Business Terms Used on Shark Tank

The hit show Shark Tank has made small business owners into millionaires through the opportunity to pitch their idea to the sharks in the tank — five titans of industry who made their own dreams a reality and turned their ideas into lucrative empires. For over ten seasons there have also been not-so-successful pitches by entrepreneurs who did not know their numbers or were tripped up by business lingo. Learn Shark Tank speak with these examples:

Margin

Example: A product is sold for $60.00 and the entrepreneur’s costs to make it are $15.69 including packaging. That means the margin on the product is 73.85% ($60.00-$15.69=$44.31 in revenue. $60.00/$15.69=0.02615*100=26.15%. 100%-26.15%=73.85% margin).

Multiple

Example: Kevin tears an entrepreneur apart for asking him to pay twenty times multiple for the business. The entrepreneur’s desired valuation is $2,000,000 and the business only generated $100,000 of sales last year (2,000,000/100,000=20x multiple).

Valuation

Example: An entrepreneur walks into the tank and asks the sharks for $75,000 for a 20% stake in the company. That means they value the company at $1,500,000 (75,000×20).

Wholesale and Retail Cost

Example: Damon asks the entrepreneur what their wholesale and retail costs are. The entrepreneur says the wholesale cost is $9.99 and the retail cost is $24.99, meaning the entrepreneur will sell the product to the retail store for $9.99 each (this is typically done in larger orders). For the retailer to make money after they account for other expenses like salaries, taxes, advertising, etc. they mark up the price to the consumer to make a profit. The consumer would pay the retail price of $24.99 per item.

Equity

Example: An entrepreneur seeks $100,000 in exchange for 10% of their company means the shark who chooses to invest their $100,000 will have a 10% stake in the company, or be owed 10% of all profits. The entrepreneur believes the company is worth $1,000,000 dollars ($100,000×10=1,000,000).

Run rate

Example: Robert asks what the company’s run rate for a new business where there is less than a year’s worth of data. If sales are $50,000 during the first month, the run rate is $600,000. With this calculation the business can tell whether they are on target to meet annual sales goals ($50,000×12=$600,000).

Burn rate

Example: Kevin is worried a company is losing money quickly and wants to determine if he should offer up more capital (money) for a larger percentage of the business. He asks the entrepreneur what the burn rate is. The entrepreneur says $100,000 a month.

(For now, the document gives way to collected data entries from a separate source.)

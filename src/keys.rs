use std::sync::LazyLock;

use regex::Regex;

use crate::error::{Error, Result};

/// Fallback project key for issues whose key carries no `-` prefix.
pub const UNKNOWN_PROJECT: &str = "UNKNOWN";

static RE_PROJECT_KEY: LazyLock<Regex> = LazyLock::new(|| Regex::new(r"^[A-Z][A-Z0-9_]+$").unwrap());
static RE_ISSUE_KEY: LazyLock<Regex> =
    LazyLock::new(|| Regex::new(r"^([A-Z][A-Z0-9_]+)-\d+$").unwrap());

pub fn is_project_key(s: &str) -> bool {
    RE_PROJECT_KEY.is_match(s)
}

/// Project key derived from an issue key: the part before the first `-`.
///
/// Returns `None` when the key has no `-` or starts with one.
pub fn project_key_from_issue_key(issue_key: &str) -> Option<&str> {
    match issue_key.split_once('-') {
        Some((prefix, _)) if !prefix.is_empty() => Some(prefix),
        _ => None,
    }
}

/// Accept a project key (`MW`, `mw`), an issue key (`MW-12`), or a Jira URL
/// and return the normalized project key.
///
/// Supported URL patterns:
/// - `https://<site>.atlassian.net/browse/MW-12`
/// - `https://<site>.atlassian.net/browse/MW`
/// - `https://<site>.atlassian.net/jira/software/projects/MW/boards/1`
/// - `https://<site>.atlassian.net/jira/software/c/projects/MW/issues`
/// - `https://<site>.atlassian.net/projects/MW`
pub fn resolve_project_key(input: &str) -> Result<String> {
    let input = input.trim();
    if input.contains("://") {
        return parse_jira_url(input);
    }

    let upper = input.to_ascii_uppercase();
    if is_project_key(&upper) {
        return Ok(upper);
    }
    if let Some(caps) = RE_ISSUE_KEY.captures(&upper) {
        return Ok(caps[1].to_string());
    }
    Err(Error::InvalidProjectKey(input.to_string()))
}

fn parse_jira_url(input: &str) -> Result<String> {
    let url = url::Url::parse(input)
        .map_err(|e| Error::InvalidProjectKey(format!("{input}: {e}")))?;

    let segments: Vec<&str> = url
        .path_segments()
        .map(|s| s.filter(|seg| !seg.is_empty()).collect())
        .unwrap_or_default();

    // /browse/<KEY> or /browse/<KEY>-<n>
    if let Some(pos) = segments.iter().position(|s| *s == "browse") {
        if let Some(target) = segments.get(pos + 1) {
            let upper = target.to_ascii_uppercase();
            if let Some(caps) = RE_ISSUE_KEY.captures(&upper) {
                return Ok(caps[1].to_string());
            }
            if is_project_key(&upper) {
                return Ok(upper);
            }
        }
    }

    // .../projects/<KEY>/...
    if let Some(pos) = segments.iter().position(|s| *s == "projects") {
        if let Some(target) = segments.get(pos + 1) {
            let upper = target.to_ascii_uppercase();
            if is_project_key(&upper) {
                return Ok(upper);
            }
        }
    }

    Err(Error::InvalidProjectKey(format!(
        "no project key in URL: {input}"
    )))
}
pub mod mapper;
pub mod syncer;

use serde::Serialize;

/// Report returned after a project sync completes.
#[derive(Debug, Clone, Serialize)]
pub struct SyncReport {
    pub project_key: String,
    pub status: SyncStatus,
    /// Raw records returned by the issue source.
    pub issues_fetched: u64,
    /// Records mapped and upserted.
    pub issues_synced: u64,
    /// Malformed records dropped by the mapper.
    pub issues_skipped: u64,
    pub assignees_updated: u64,
    pub error: Option<String>,
}

impl SyncReport {
    pub fn failed(project_key: &str, error: String) -> Self {
        Self {
            project_key: project_key.to_string(),
            status: SyncStatus::Failed,
            issues_fetched: 0,
            issues_synced: 0,
            issues_skipped: 0,
            assignees_updated: 0,
            error: Some(error),
        }
    }
}

#[derive(Debug, Clone, Copy, PartialEq, Eq, Serialize)]
pub enum SyncStatus {
    Success,
    Failed,
}

impl SyncStatus {
    pub fn as_str(&self) -> &'static str {
        match self {
            SyncStatus::Success => "success",
            SyncStatus::Failed => "failed",
        }
    }
}

/// Callbacks for reporting sync progress to a front end.
pub trait SyncProgress: Send + Sync {
    fn on_project_start(&self, _project_key: &str, _index: usize, _total: usize) {}
    fn on_issues_fetched(&self, _project_key: &str, _count: usize) {}
    fn on_project_complete(&self, _report: &SyncReport) {}
}

/// Progress reporter that ignores every event.
pub struct NoopProgress;

impl SyncProgress for NoopProgress {}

Kevin is out because the company is spending $100,000 a month more than it is earning to maintain operations, which he finds too risky.

Convertible note

Example: Lori offering a convertible note of $500,000 means it is a loan for the business with the intention to converting the money to equity because it is too premature to put a valuation on the company.

Year-over-year sales

Example: Mark asks an entrepreneur what their year-over-year sales are. This is to get an understanding if their sales have increased each year they have been in business and if not, find out why.

Line of Credit

Example: Barbara thinks a business will need a line of credit to succeed. She offers a $500,000 line of credit at an 8% rate. That means the entrepreneur will have access to up to $500,000 and if borrowed, will have to pay 8% additional interest on top of the principle for borrowing the money. The entrepreneur does not have to borrow the entire amount and only pays interest on what they borrow. This also provides flexibility because they can determine whether to pay the minimum or monthly payments based on business objectives.

Seed Round

Example: Mark asks an entrepreneur what the seed round was for their business. They say $1,400,000 which means to start the business, $1,400,000 was generated from venture capitalists, friends, family, and even the entrepreneur’s own money. Seed money is often used for market research, product development, prototype production, or other early-stage operations.

Thinking of starting or expanding a business? Use language of the sharks to land your next investor… or to avoid getting bit.